Here's my code (it's a little messy but I'll clean it up later),

import os, pyodbc, datetime, shutil
from dbfread import DBF
from zipfile import ZipFile

# SQL Server Connection Test
cnxn = pyodbc.connect('DRIVER={SQL Server};SERVER=localhost\test;DATABASE=TEST_DBFIMPORT;UID=test;PWD=test')
cursor = cnxn.cursor()

dr = 'e:\\Backups\\dbf\\'
work = 'e:\\Backups\\work\\'
archive = 'e:\\Backups\\archive\\'


for r in os.listdir(dr):

    curdate = datetime.datetime.now()
    filepath = dr + r
    process = work + r
    arc = archive + r

    pth = r.replace(".sss","")
    zipfolder = work + pth
    filedateunix = os.path.getctime(filepath)
    filedateconverted=datetime.datetime.fromtimestamp(int(filedateunix)
                                                  ).strftime('%Y-%m-%d %H:%M:%S')
    shutil.move(filepath,process)
    with ZipFile(process) as zf:
        zf.extractall(zipfolder)


    cursor.execute(
        "insert into tblBackups(backupname, filedate, dateadded) values(?,?,?)",
    pth, filedateconverted, curdate)
    cnxn.commit()

    for dirpath, subdirs, files in os.walk (zipfolder):

        for file in files:
            dateadded = datetime.datetime.now()
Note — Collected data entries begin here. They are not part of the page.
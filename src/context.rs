//! Execution Context (component B): a layered variable store with
//! `global`/`environment`/`collection`/`folder`/`request`/`runtime` scopes
//! and a nested-folder scope stack.
//!
//! Precedence is imposed at lookup time by the resolver (`crate::resolve`),
//! not here — this module only owns storage and the folder stack.

use std::collections::HashMap;

/// One named level of the layered variable store.
#[derive(Debug, Clone, Copy, PartialEq, Eq, Hash)]
pub enum Scope {
    Global,
    Environment,
    Collection,
    Folder,
    Request,
    Runtime,
}

/// A single variable entry: value plus an enabled flag, since disabled
/// variables are skipped during lookup (§4.C).
#[derive(Debug, Clone)]
struct Entry {
    value: String,
    enabled: bool,
}

type ScopeMap = HashMap<String, Entry>;

/// The layered variable store threaded through one execution.
///
/// In sequential mode a single `ExecutionContext` is threaded through all
/// requests so `runtime` writes from one request are visible to later ones
/// (response-token chaining). In parallel mode each worker gets an immutable
/// `snapshot()` plus its own fresh `runtime` scope — see `crate::executor`.
#[derive(Debug, Clone, Default)]
pub struct ExecutionContext {
    global: ScopeMap,
    environment: ScopeMap,
    collection: ScopeMap,
    /// Innermost-last stack of folder scopes, pushed on entering a folder
    /// and popped on leaving it during a sequential depth-first walk.
    folder_stack: Vec<ScopeMap>,
    request: ScopeMap,
    runtime: ScopeMap,
}

impl ExecutionContext {
    #[must_use]
    pub fn new() -> Self {
        Self::default()
    }

    /// Seeds one scope from caller-provided key/value pairs, all enabled.
    pub fn seed(&mut self, scope: Scope, values: impl IntoIterator<Item = (String, String)>) {
        for (k, v) in values {
            self.set(scope, &k, v);
        }
    }

    /// Writes into one named scope. Folder writes go to the innermost
    /// currently-pushed folder scope; if none is pushed, a scope is created.
    pub fn set(&mut self, scope: Scope, key: &str, value: impl Into<String>) {
        let entry = Entry {
            value: value.into(),
            enabled: true,
        };
        match scope {
            Scope::Global => {
                self.global.insert(key.to_string(), entry);
            }
            Scope::Environment => {
                self.environment.insert(key.to_string(), entry);
            }
            Scope::Collection => {
                self.collection.insert(key.to_string(), entry);
            }
            Scope::Folder => {
                if self.folder_stack.is_empty() {
                    self.folder_stack.push(HashMap::new());
                }
                self.folder_stack
                    .last_mut()
                    .expect("just ensured non-empty")
                    .insert(key.to_string(), entry);
            }
            Scope::Request => {
                self.request.insert(key.to_string(), entry);
            }
            Scope::Runtime => {
                self.runtime.insert(key.to_string(), entry);
            }
        }
    }

    /// Looks up `key` honoring §4.C precedence:
    /// runtime > request > innermost folder > … > outermost folder >
    /// collection > environment > global. Disabled variables are skipped.
    #[must_use]
    pub fn get(&self, key: &str) -> Option<&str> {
        lookup(&self.runtime, key)
            .or_else(|| lookup(&self.request, key))
            .or_else(|| self.folder_stack.iter().rev().find_map(|f| lookup(f, key)))
            .or_else(|| lookup(&self.collection, key))
            .or_else(|| lookup(&self.environment, key))
            .or_else(|| lookup(&self.global, key))
    }

    /// Pushes a fresh folder scope seeded from `vars`, called on entering a
    /// folder during traversal.
    pub fn push_folder(&mut self, vars: &[crate::collection::Variable]) {
        let mut map = HashMap::new();
        for v in vars {
            map.insert(
                v.key.clone(),
                Entry {
                    value: v.value.clone(),
                    enabled: v.enabled,
                },
            );
        }
        self.folder_stack.push(map);
    }

    /// Pops the innermost folder scope, called on leaving a folder.
    pub fn pop_folder(&mut self) {
        self.folder_stack.pop();
    }

    /// An immutable, independently-writable clone handed to a parallel
    /// worker together with a fresh `runtime` scope. Writes made through the
    /// returned context never propagate back to `self` (§5 "per-worker
    /// mutable").
    #[must_use]
    pub fn snapshot(&self) -> Self {
        Self {
            global: self.global.clone(),
            environment: self.environment.clone(),
            collection: self.collection.clone(),
            folder_stack: self.folder_stack.clone(),
            request: self.request.clone(),
            runtime: HashMap::new(),
        }
    }
}

fn lookup<'a>(map: &'a ScopeMap, key: &str) -> Option<&'a str> {
    map.get(key)
        .filter(|e| e.enabled)
        .map(|e| e.value.as_str())
}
            if file.endswith(('.dbf','.DBF')):
                dbflocation = os.path.abspath(os.path.join(dirpath,file)).lower()

                if dbflocation.__contains__("\\bk.dbf"):
                    table = DBF(dbflocation, lowernames=True, char_decode_errors='ignore')
                    for record in table.records:
                        rec1 = str(record['code'])
                        rec2 = str(record['name'])
                        rec3 = str(record['addr1'])
                        rec4 = str(record['addr2'])
                        rec5 = str(record['city'])
                        rec6 = str(record['state'])
                        rec7 = str(record['zip'])
                        rec8 = str(record['tel'])
                        rec9 = str(record['fax'])
                        cursor.execute(
                       "insert into tblbk(code,name,addr1,addr2,city,state,zip,tel,fax) values(?,?,?,?,?,?,?,?,?)",
                        rec1, rec2, rec3, rec4, rec5, rec6, rec7, rec8, rec9, rec10, rec11, rec12, rec13)
                cnxn.commit()


                if dbflocation.__contains__("\\cr.dbf"):
                    table = DBF(dbflocation, lowernames=True, char_decode_errors='ignore')
                    for record in table.records:
                        rec2 = str(record['cal_desc'])
                        rec3 = str(record['b_date'])
                        rec4 = str(record['b_time'])
                        rec5 = str(record['e_time'])
                        rec6 = str(record['with_desc'])
                        rec7 = str(record['recuruntil'])
                        rec8 = record['notes']
                        rec9 = dateadded
                        cursor.execute(
                        "insert into tblcalendar(cal_desc,b_date,b_time,e_time,with_desc,recuruntil,notes,dateadded) values(?,?,?,?,?,?,?,?)",
                        rec2, rec3, rec4, rec5, rec6, rec7, rec8, rec9)
                cnxn.commit() 

    shutil.move(process, archive)
    shutil.rmtree(zipfolder)

Another option I'm up for is multiprocessing which may be more simple. — HMan06
– HMan06, Commented Feb 6, 2017 at 18:28

Roland Smith · Accepted Answer · 2017-02-06 18:57:13Z

1

tl;dr: Measure first, fix later!

Note that in the most common Python implementation (CPython) only one thread at a time can be executing Python bytecode. So threads are not a good way to increase CPU-bound performance. They can work well if the work is I/O-bound.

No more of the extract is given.